Nicolás Herrera (Los Andes, 1961) abatió el miedo al fracaso que asuela y nulifica. Soñó e hizo. El imposible no existe, es aquello que requiere un poco más de tiempo para lograrlo. Nicolás prueba este aserto. Invirtió todo lo que le había dado su arte (muralismo, pintura, escultura…). En 2016, en la cima de una loma frente a la entrada de la laguna Yaguarcocha, edificó su museo, luego de agotadores esfuerzos. Pero el sueño de Nicolás se desvaneció pronto. Sus denodados sacrificios no pudieron con la realidad: la cultura en Ecuador se debate bajo cero.
Hace poco volví a recorrer sus espacios. Centenares de sus obras patrimoniales. “Con mis manos atrapo la luz”, dice. Veo a Nicolás zarandeando por su museo con un artilugio casero, atrapando esa luz y alojándola en su obra pictórica. Mitologías ancestrales traídas al presente y tensadas hacia el mañana. Criaturas de tiempos inmemoriales y de otros no acaecidos. Nuestros orígenes fundidos con el porvenir, extraño siempre. Transformación de los cuerpos en formas nuevas.

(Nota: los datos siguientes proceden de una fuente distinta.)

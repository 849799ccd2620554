//! gRPC adapter. Tensor data travels in raw little-endian buffers,
//! optionally lz4 compressed with the size prepended.

tonic::include_proto!("kalypso");

use crate::{
    json::TensorMetadata, model_metadata, offload, parse_version, SERVER_EXTENSIONS, SERVER_NAME,
    SERVER_VERSION,
};
use dispatcher::{Error, Frontend, InferenceRequest, InferenceResponse};
use grpc_inference_service_server::{GrpcInferenceService, GrpcInferenceServiceServer};
use kalypso_contract::{utils, DataType, Tensor};
use tokio::net::TcpListener;
use tokio_stream::wrappers::TcpListenerStream;
use tonic::{transport::Server, Request, Response, Status};

/// Largest decompressed input buffer accepted by default, 64 MiB.
pub const DEFAULT_MAX_INPUT_BYTES: usize = 64 << 20;

/// Kalypso's gRPC service
pub struct Service {
    frontend: Frontend,
    max_input_bytes: usize,
}

impl Service {
    /// Create a Service
    pub fn new(frontend: Frontend) -> Self {
        Service {
            frontend,
            max_input_bytes: DEFAULT_MAX_INPUT_BYTES,
        }
    }

    /// Cap on the decompressed size of one compressed input.
    pub fn max_input_bytes(mut self, max_input_bytes: usize) -> Self {
        self.max_input_bytes = max_input_bytes;
        self
    }
}

/// Serve on an already bound listener until the transport fails.
pub async fn serve(listener: TcpListener, service: Service) -> Result<(), tonic::transport::Error> {
    if let Ok(addr) = listener.local_addr() {
        log::info!("gRPC service listening on {}", addr);
    }
    Server::builder()
        .add_service(GrpcInferenceServiceServer::new(service))
        .serve_with_incoming(TcpListenerStream::new(listener))
        .await
}

/// Map a dispatch error to its gRPC status.
pub fn to_status(err: Error) -> Status {
    let message = err.to_string();
    match err {
        Error::InvalidArgument(_) => Status::invalid_argument(message),
        Error::NotFound(_) | Error::VersionNotFound { .. } => Status::not_found(message),
        Error::NotReady { .. } | Error::Unavailable(_) => Status::unavailable(message),
        Error::Cancelled => Status::cancelled(message),
        Error::AlreadyExists { .. } => Status::already_exists(message),
        Error::Internal(_) => Status::internal(message),
    }
}

impl From<TensorMetadata> for model_metadata_response::TensorMetadata {
    fn from(t: TensorMetadata) -> Self {
        model_metadata_response::TensorMetadata {
            name: t.name,
            datatype: t.datatype,
            shape: t.shape,
        }
    }
}

fn decode_request(
    request: ModelInferRequest,
    max_input_bytes: usize,
) -> Result<InferenceRequest, Error> {
    let ModelInferRequest {
        model_name,
        model_version,
        id,
        inputs,
        outputs,
        raw_input_contents,
        compressed,
    } = request;
    if inputs.len() != raw_input_contents.len() {
        return Err(Error::InvalidArgument(format!(
            "{} inputs but {} raw input contents",
            inputs.len(),
            raw_input_contents.len()
        )));
    }
    let tensors = inputs
        .into_iter()
        .zip(raw_input_contents)
        .map(|(input, raw)| {
            let datatype: DataType = input.datatype.parse()?;
            let data = if compressed {
                decompress(&input, datatype, &raw, max_input_bytes)?
            } else {
                raw
            };
            Ok(Tensor::new(input.name, datatype, input.shape, data)?)
        })
        .collect::<Result<Vec<_>, Error>>()?;
    let mut request = InferenceRequest::new(model_name).id(id).with_inputs(tensors)?;
    if let Some(version) = parse_version(&model_version)? {
        request = request.version(version);
    }
    for output in outputs {
        request = request.request_output(output.name);
    }
    Ok(request)
}

/// The size prefix is checked against `max_input_bytes`, and for fixed size
/// types against the declared shape, before anything is allocated.
fn decompress(
    input: &model_infer_request::InferInputTensor,
    datatype: DataType,
    raw: &[u8],
    max_input_bytes: usize,
) -> Result<Vec<u8>, Error> {
    let invalid = |reason: String| Error::InvalidArgument(format!("input '{}': {}", input.name, reason));
    if raw.len() < 4 {
        return Err(invalid("compressed buffer too short".to_string()));
    }
    let prefix = u32::from_le_bytes([raw[0], raw[1], raw[2], raw[3]]) as usize;
    if prefix > max_input_bytes {
        return Err(invalid(format!(
            "decompressed size {} exceeds the limit of {} bytes",
            prefix, max_input_bytes
        )));
    }
    let expected = datatype.element_size().and_then(|size| {
        utils::element_count(&input.shape).and_then(|count| count.checked_mul(size))
    });
    if let Some(expected) = expected {
        if prefix != expected {
            return Err(invalid(format!(
                "decompressed size {} does not match shape {:?}",
                prefix, input.shape
            )));
        }
    }
    lz4_flex::decompress_size_prepended(raw).map_err(|err| invalid(format!("{:?}", err)))
}

fn encode_response(response: InferenceResponse, compressed: bool) -> ModelInferResponse {
    let InferenceResponse {
        id,
        model_name,
        model_version,
        outputs,
    } = response;
    let mut outputs: Vec<Tensor> = outputs.into_iter().map(|(_, tensor)| tensor).collect();
    outputs.sort_by(|a, b| a.name().cmp(b.name()));
    let metadata = outputs
        .iter()
        .map(|t| model_infer_response::InferOutputTensor {
            name: t.name().to_string(),
            datatype: t.datatype().to_string(),
            shape: t.shape().to_vec(),
        })
        .collect();
    let raw_output_contents = outputs
        .into_iter()
        .map(|t| {
            if compressed {
                lz4_flex::compress_prepend_size(t.data())
            } else {
                t.into_data()
            }
        })
        .collect();
    ModelInferResponse {
        model_name,
        model_version: model_version.to_string(),
        id,
        outputs: metadata,
        raw_output_contents,
        compressed,
    }
}

#[tonic::async_trait]
impl GrpcInferenceService for Service {
    async fn server_live(
        &self,
        _request: Request<ServerLiveRequest>,
    ) -> Result<Response<ServerLiveResponse>, Status> {
        Ok(Response::new(ServerLiveResponse {
            live: self.frontend.health.live(),
        }))
    }

    async fn server_ready(
        &self,
        _request: Request<ServerReadyRequest>,
    ) -> Result<Response<ServerReadyResponse>, Status> {
        Ok(Response::new(ServerReadyResponse {
            ready: self.frontend.health.ready(),
        }))
    }

    async fn model_ready(
        &self,
        request: Request<ModelReadyRequest>,
    ) -> Result<Response<ModelReadyResponse>, Status> {
        let request = request.into_inner();
        let health = &self.frontend.health;
        let ready = match parse_version(&request.version).map_err(to_status)? {
            Some(version) => health.model_version_ready(&request.name, version),
            None => health.model_ready(&request.name),
        };
        Ok(Response::new(ModelReadyResponse { ready }))
    }

    async fn server_metadata(
        &self,
        _request: Request<ServerMetadataRequest>,
    ) -> Result<Response<ServerMetadataResponse>, Status> {
        Ok(Response::new(ServerMetadataResponse {
            name: SERVER_NAME.to_string(),
            version: SERVER_VERSION.to_string(),
            extensions: SERVER_EXTENSIONS.iter().map(|e| e.to_string()).collect(),
        }))
    }

    async fn model_metadata(
        &self,
        request: Request<ModelMetadataRequest>,
    ) -> Result<Response<ModelMetadataResponse>, Status> {
        let request = request.into_inner();
        let version = parse_version(&request.version).map_err(to_status)?;
        let metadata =
            model_metadata(&self.frontend.registry, &request.name, version).map_err(to_status)?;
        Ok(Response::new(ModelMetadataResponse {
            name: metadata.name,
            versions: metadata.versions,
            platform: metadata.platform,
            inputs: metadata.inputs.into_iter().map(Into::into).collect(),
            outputs: metadata.outputs.into_iter().map(Into::into).collect(),
        }))
    }

    async fn model_infer(
        &self,
        request: Request<ModelInferRequest>,
    ) -> Result<Response<ModelInferResponse>, Status> {
        let request = request.into_inner();
        let compressed = request.compressed;
        let request = decode_request(request, self.max_input_bytes).map_err(to_status)?;
        let response = offload::dispatch(self.frontend.dispatcher.clone(), request)
            .await
            .map_err(to_status)?;
        Ok(Response::new(encode_response(response, compressed)))
    }
}
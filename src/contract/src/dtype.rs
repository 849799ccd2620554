use crate::ContractError;
use std::{fmt, str::FromStr};

/// Element type of a tensor.
#[derive(Clone, Copy, Debug, PartialEq, Eq, Hash)]
pub enum DataType {
    /// one byte, 0 or 1
    Bool,
    /// u8
    Uint8,
    /// i8
    Int8,
    /// i16
    Int16,
    /// i32
    Int32,
    /// i64
    Int64,
    /// IEEE half precision, carried as raw bytes
    Fp16,
    /// f32
    Fp32,
    /// f64
    Fp64,
    /// Variable length byte strings, each prefixed by a u32 length.
    Bytes,
}

impl DataType {
    /// Size of one element in bytes, None for variable length types.
    pub fn element_size(self) -> Option<usize> {
        use DataType::*;
        match self {
            Bool | Uint8 | Int8 => Some(1),
            Int16 | Fp16 => Some(2),
            Int32 | Fp32 => Some(4),
            Int64 | Fp64 => Some(8),
            Bytes => None,
        }
    }

    /// Wire name, e.g. `FP32`.
    pub fn as_str(self) -> &'static str {
        use DataType::*;
        match self {
            Bool => "BOOL",
            Uint8 => "UINT8",
            Int8 => "INT8",
            Int16 => "INT16",
            Int32 => "INT32",
            Int64 => "INT64",
            Fp16 => "FP16",
            Fp32 => "FP32",
            Fp64 => "FP64",
            Bytes => "BYTES",
        }
    }
}

impl fmt::Display for DataType {
    fn fmt(&self, f: &mut fmt::Formatter<'_>) -> fmt::Result {
        f.write_str(self.as_str())
    }
}

impl FromStr for DataType {
    type Err = ContractError;

    /// Accepts wire names (`FP32`) and model config names (`TYPE_FP32`).
    /// `STRING` is an alias of `BYTES`.
    fn from_str(s: &str) -> Result<Self, Self::Err> {
        use DataType::*;
        let name = s.strip_prefix("TYPE_").unwrap_or(s);
        let dtype = match name {
            "BOOL" => Bool,
            "UINT8" => Uint8,
            "INT8" => Int8,
            "INT16" => Int16,
            "INT32" => Int32,
            "INT64" => Int64,
            "FP16" => Fp16,
            "FP32" => Fp32,
            "FP64" => Fp64,
            "BYTES" | "STRING" => Bytes,
            _ => return Err(ContractError::UnknownDataType(s.to_string())),
        };
        Ok(dtype)
    }
}
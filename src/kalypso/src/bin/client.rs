use clap::{App, Arg};
use kalypso::client::{Client, ClientError, Protocol};
use kalypso_contract::Tensor;
use std::process;

const LINE: &str = "============================================================";

async fn run(
    client: &mut Client,
    model: &str,
    batch_size: usize,
) -> Result<(), Box<dyn std::error::Error>> {
    println!("\n[1] Checking server health...");
    let live = client.server_live().await?;
    let ready = client.server_ready().await?;
    println!("Server Live: {}", live);
    println!("Server Ready: {}", ready);
    if !(live && ready) {
        return Err("server is not ready".into());
    }

    println!("\n[2] Checking model '{}' status...", model);
    let model_ready = client.model_ready(model).await?;
    println!("Model '{}' Ready: {}", model, model_ready);
    if !model_ready {
        return Err(format!("model '{}' is not ready", model).into());
    }

    println!("\n[3] Getting model metadata...");
    match client.model_metadata(model).await {
        Ok(metadata) => {
            println!("\nModel Metadata for '{}':", model);
            println!("  Name: {}", metadata.name);
            println!("  Versions: {:?}", metadata.versions);
            let describe = |tensors: &[kalypso::json::TensorMetadata]| {
                tensors
                    .iter()
                    .map(|t| format!("({}, {}, {:?})", t.name, t.datatype, t.shape))
                    .collect::<Vec<_>>()
                    .join(", ")
            };
            println!("  Inputs: [{}]", describe(&metadata.inputs));
            println!("  Outputs: [{}]", describe(&metadata.outputs));
        }
        Err(err) => println!("Failed to get model metadata: {}", err),
    }

    println!("\n[4] Preparing input data...");
    let row0 = [1f32, 2., 3., 4.];
    let row1 = [4f32, 3., 2., 1.];
    let shape = vec![batch_size as i64, 4];
    let input0: Vec<f32> = row0.iter().cycle().take(4 * batch_size).copied().collect();
    let input1: Vec<f32> = row1.iter().cycle().take(4 * batch_size).copied().collect();
    let inputs = vec![
        Tensor::from_slice("INPUT0", shape.clone(), &input0)?,
        Tensor::from_slice("INPUT1", shape.clone(), &input1)?,
    ];
    println!("INPUT0 shape: {:?}", shape);
    println!("INPUT0 data: {:?}", row0);
    println!("INPUT1 shape: {:?}", shape);
    println!("INPUT1 data: {:?}", row1);

    println!("\n[5] Performing inference...");
    let outputs = client.infer(model, &inputs, &["OUTPUT0", "OUTPUT1"]).await?;
    let output = |name: &str| -> Result<Vec<f32>, ClientError> {
        match outputs.iter().find(|t| t.name() == name) {
            Some(t) => Ok(t.to_vec::<f32>()?),
            None => Err(ClientError::Server {
                status: 0,
                message: format!("response has no {}", name),
            }),
        }
    };
    let output0 = output("OUTPUT0")?;
    let output1 = output("OUTPUT1")?;

    println!("\n{}", LINE);
    println!("INFERENCE RESULTS");
    println!("{}", LINE);
    println!("INPUT0:  {:?}", row0);
    println!("INPUT1:  {:?}", row1);
    println!("{}", "-".repeat(LINE.len()));
    println!("OUTPUT0 (INPUT0 + INPUT1): {:?}", &output0[..4.min(output0.len())]);
    println!("OUTPUT1 (INPUT0 - INPUT1): {:?}", &output1[..4.min(output1.len())]);
    println!("{}", LINE);

    let expected_add: Vec<f32> = row0.iter().zip(&row1).map(|(a, b)| a + b).collect();
    let expected_sub: Vec<f32> = row0.iter().zip(&row1).map(|(a, b)| a - b).collect();
    let close = |got: &[f32], want: &[f32]| {
        got.len() >= want.len()
            && got
                .iter()
                .zip(want)
                .all(|(a, b)| (a - b).abs() <= 1e-5 + 1e-8 * b.abs())
    };
    if close(&output0, &expected_add) && close(&output1, &expected_sub) {
        println!("\nInference successful! Results are correct.");
    } else {
        println!("\nInference completed but results don't match expected values.");
        println!("Expected OUTPUT0: {:?}", expected_add);
        println!("Expected OUTPUT1: {:?}", expected_sub);
    }
    Ok(())
}

#[tokio::main]
async fn main() {
    let matches = App::new("Kalypso Client")
        .about("Checks a Kalypso server and runs the add_sub model")
        .arg(
            Arg::with_name("protocol")
                .short("p")
                .long("protocol")
                .help("Protocol to use for inference")
                .possible_values(&["http", "grpc"])
                .default_value("http")
                .takes_value(true),
        )
        .arg(
            Arg::with_name("host")
                .long("host")
                .help("Server host")
                .default_value("localhost")
                .takes_value(true),
        )
        .arg(
            Arg::with_name("port")
                .long("port")
                .help("Server port, 8000 for http and 8001 for grpc by default")
                .takes_value(true),
        )
        .arg(
            Arg::with_name("model")
                .short("m")
                .long("model")
                .help("Model name to use for inference")
                .default_value("add_sub")
                .takes_value(true),
        )
        .arg(
            Arg::with_name("batch_size")
                .short("b")
                .long("batch-size")
                .help("Batch size for inference")
                .default_value("1")
                .takes_value(true),
        )
        .arg(
            Arg::with_name("compress")
                .long("compress")
                .help("lz4 compress tensor buffers (grpc only)"),
        )
        .get_matches();

    let protocol: Protocol = match matches.value_of("protocol").unwrap_or("http").parse() {
        Ok(protocol) => protocol,
        Err(err) => {
            println!("{}", err);
            process::exit(1);
        }
    };
    let port = match matches.value_of("port").map(str::parse::<u16>) {
        Some(Ok(port)) => port,
        Some(Err(err)) => {
            println!("Invalid port: {}", err);
            process::exit(1);
        }
        None => protocol.default_port(),
    };
    let batch_size = match matches.value_of("batch_size").unwrap_or("1").parse::<usize>() {
        Ok(n) if n > 0 => n,
        _ => {
            println!("Batch size must be a positive integer");
            process::exit(1);
        }
    };
    let host = matches.value_of("host").unwrap_or("localhost");
    let model = matches.value_of("model").unwrap_or("add_sub");

    println!("{}", LINE);
    println!("Kalypso Inference Client");
    println!("{}", LINE);
    println!("Protocol: {}", protocol);
    println!("Server: {}:{}", host, port);
    println!("Model: {}", model);
    println!("Batch Size: {}", batch_size);
    println!("{}", LINE);

    let mut client =
        match Client::connect(protocol, host, port, matches.is_present("compress")).await {
            Ok(client) => client,
            Err(err) => {
                println!("Failed to create client: {}", err);
                process::exit(1);
            }
        };
    if let Err(err) = run(&mut client, model, batch_size).await {
        println!("\nInference failed: {}", err);
        process::exit(1);
    }
}
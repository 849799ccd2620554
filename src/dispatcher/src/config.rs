//! Options consumed by the Registry, Dispatcher and Health reporter.
use std::time::Duration;

/// What happens when a version is at its concurrency limit.
#[derive(Clone, Copy, Debug, PartialEq, Eq)]
pub enum OverloadPolicy {
    /// Fail with `Unavailable` immediately.
    Reject,
    /// Wait for a free slot, up to `queue_timeout` if set.
    Queue,
}

/// Which version serves a request that does not name one.
#[derive(Clone, Copy, Debug, PartialEq, Eq)]
pub enum VersionPolicy {
    /// Highest ready version
    Latest,
    /// Always this version
    Pinned(u64),
}

/// Dispatcher configuration
#[derive(Clone, Debug)]
pub struct DispatcherConfig {
    /// Concurrent executor calls allowed per model version, None for unlimited.
    pub max_concurrent_requests_per_version: Option<usize>,
    /// Behavior at the limit
    pub overload_policy: OverloadPolicy,
    /// Longest a queued request waits, None to wait indefinitely.
    pub queue_timeout: Option<Duration>,
    /// Server is ready only when every registered model is ready.
    pub require_all_models_ready: bool,
    /// Version used when a request names none.
    pub default_model_version: VersionPolicy,
}

impl Default for DispatcherConfig {
    fn default() -> Self {
        DispatcherConfig {
            max_concurrent_requests_per_version: None,
            overload_policy: OverloadPolicy::Reject,
            queue_timeout: None,
            require_all_models_ready: false,
            default_model_version: VersionPolicy::Latest,
        }
    }
}
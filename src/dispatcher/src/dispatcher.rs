//! Dispatcher
use crate::{
    config::{DispatcherConfig, OverloadPolicy},
    executor::{ExecutionError, ExecutorRequest},
    observability,
    registry::Registry,
    Error, InferenceRequest, InferenceResponse,
};
use kalypso_contract::{ModelContract, Tensor};
use std::{
    collections::{HashMap, HashSet},
    time::{Duration, Instant},
};

/// Dispatcher is the single place where requests are checked against a
/// model contract. It is shared by every protocol front end and may be
/// called from any number of threads.
pub struct Dispatcher {
    registry: Registry,
    overload_policy: OverloadPolicy,
    queue_timeout: Option<Duration>,
}

impl Dispatcher {
    /// Create a Dispatcher over `registry`.
    pub fn new(registry: Registry, config: &DispatcherConfig) -> Self {
        Dispatcher {
            registry,
            overload_policy: config.overload_policy,
            queue_timeout: config.queue_timeout,
        }
    }

    /// The registry requests are resolved against.
    pub fn registry(&self) -> &Registry {
        &self.registry
    }

    /// Resolve, validate, run and check one request. Lookup and validation
    /// failures return before any executor is touched. Every outcome is
    /// recorded in the inference metrics.
    pub fn dispatch(&self, request: InferenceRequest) -> Result<InferenceResponse, Error> {
        let started = Instant::now();
        let model_name = request.model_name.clone();
        let mut version = request.version;
        let result = self.run(request, &mut version);
        observability::record_inference(&model_name, version, &result, started.elapsed());
        result
    }

    /// `resolved` is updated once lookup has picked a version.
    fn run(
        &self,
        request: InferenceRequest,
        resolved: &mut Option<u64>,
    ) -> Result<InferenceResponse, Error> {
        let InferenceRequest {
            id,
            model_name,
            version,
            inputs,
            requested_outputs,
            cancel,
        } = request;
        let (contract, handle) = self.registry.lookup(&model_name, version)?;
        *resolved = Some(contract.version());
        validate_inputs(&contract, &inputs)?;
        validate_requested_outputs(&contract, &requested_outputs)?;
        if cancel.is_cancelled() {
            return Err(Error::Cancelled);
        }

        let model = handle.model();
        let _permit = model
            .admit(self.overload_policy, self.queue_timeout, &cancel)
            .map_err(|err| {
                log::debug!("Request to {} rejected: {}", model_name, err);
                err
            })?;
        if cancel.is_cancelled() {
            return Err(Error::Cancelled);
        }

        let request = ExecutorRequest {
            inputs,
            requested_outputs: requested_outputs.clone(),
            cancel,
        };
        let mut responses = model.execute(vec![request]).map_err(|err| {
            log::warn!(
                "Model {} version {} failed: {}",
                model_name,
                contract.version(),
                err
            );
            match err {
                ExecutionError::InvalidArgument(msg) => Error::InvalidArgument(msg),
                ExecutionError::Failed(msg) => Error::Internal(format!(
                    "model '{}' version {}: {}",
                    model_name,
                    contract.version(),
                    msg
                )),
            }
        })?;
        if responses.len() != 1 {
            return Err(Error::Internal(format!(
                "model '{}' returned {} responses for 1 request",
                model_name,
                responses.len()
            )));
        }
        let outputs = match responses.pop() {
            Some(response) => check_outputs(&contract, response.outputs, &requested_outputs)?,
            None => return Err(Error::Internal("no response".to_string())),
        };
        Ok(InferenceResponse {
            id,
            model_name,
            model_version: contract.version(),
            outputs,
        })
    }
}

fn validate_inputs(contract: &ModelContract, inputs: &HashMap<String, Tensor>) -> Result<(), Error> {
    for spec in contract.inputs() {
        let tensor = inputs.get(spec.name()).ok_or_else(|| {
            Error::InvalidArgument(format!(
                "missing required input '{}' for model '{}'",
                spec.name(),
                contract.model_name()
            ))
        })?;
        spec.check(tensor).map_err(|mismatch| {
            Error::InvalidArgument(format!("input '{}': {}", spec.name(), mismatch))
        })?;
        let max_batch_size = contract.max_batch_size();
        if max_batch_size > 0 {
            if let Some(&batch) = tensor.shape().first() {
                if batch > i64::from(max_batch_size) {
                    return Err(Error::InvalidArgument(format!(
                        "input '{}': batch size {} exceeds max_batch_size {}",
                        spec.name(),
                        batch,
                        max_batch_size
                    )));
                }
            }
        }
    }
    let mut unexpected: Vec<&String> = inputs
        .keys()
        .filter(|name| contract.input(name).is_none())
        .collect();
    unexpected.sort();
    match unexpected.first() {
        Some(name) => Err(Error::InvalidArgument(format!(
            "unexpected input '{}' for model '{}'",
            name,
            contract.model_name()
        ))),
        None => Ok(()),
    }
}

fn validate_requested_outputs(
    contract: &ModelContract,
    requested: &HashSet<String>,
) -> Result<(), Error> {
    let mut unknown: Vec<&String> = requested
        .iter()
        .filter(|name| contract.output(name).is_none())
        .collect();
    unknown.sort();
    match unknown.first() {
        Some(name) => Err(Error::InvalidArgument(format!(
            "unknown output '{}' requested from model '{}'",
            name,
            contract.model_name()
        ))),
        None => Ok(()),
    }
}

/// Every declared output must be present and well formed, otherwise the
/// executor broke its contract. Returns the requested subset.
fn check_outputs(
    contract: &ModelContract,
    mut produced: HashMap<String, Tensor>,
    requested: &HashSet<String>,
) -> Result<HashMap<String, Tensor>, Error> {
    let mut outputs = HashMap::new();
    for spec in contract.outputs() {
        let tensor = produced.remove(spec.name()).ok_or_else(|| {
            Error::Internal(format!(
                "model '{}' did not produce output '{}'",
                contract.model_name(),
                spec.name()
            ))
        })?;
        spec.check(&tensor).map_err(|mismatch| {
            Error::Internal(format!(
                "model '{}' output '{}': {}",
                contract.model_name(),
                spec.name(),
                mismatch
            ))
        })?;
        if requested.is_empty() || requested.contains(spec.name()) {
            outputs.insert(spec.name().to_string(), tensor.renamed(spec.name()));
        }
    }
    if !produced.is_empty() {
        log::debug!(
            "Model {} produced {} undeclared outputs, ignored",
            contract.model_name(),
            produced.len()
        );
    }
    Ok(outputs)
}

Figuras laceradas, convulsas; otras bellas y sensitivas, recién salidas del paraíso. Herrera urde su arte desde el borde de un abismo, desacatando el fin. Es el hermoso y sombrío lance de la creación auténtica. Ausencia de limitaciones. Desbordamientos. Torbellinos de lucidez y clarividencia. Andanzas por las atroces revueltas de la historia. Confluencia con las ánimas que vagan por la laguna cerca de la cual vive y que rezuma la sangre derramada por nuestros ancestros.
Nicolás trabaja en una escultura de incontables piezas. “Nadie las ha visto hasta ahora”, musita, tímido, confundido, como confiesa un niño su última travesura. No importa cuál de las piezas tome en sus brazos, igual la abraza y acaricia. Cuenta que a su hija suele decirle que no hubiera podido trabajar como lo hace “de sol a sol”, si hubiera tenido compañía.
“Acaso sea poco lo que queda: la irrevocable fe, el insistente amor, las ataduras con todo lo imposible”.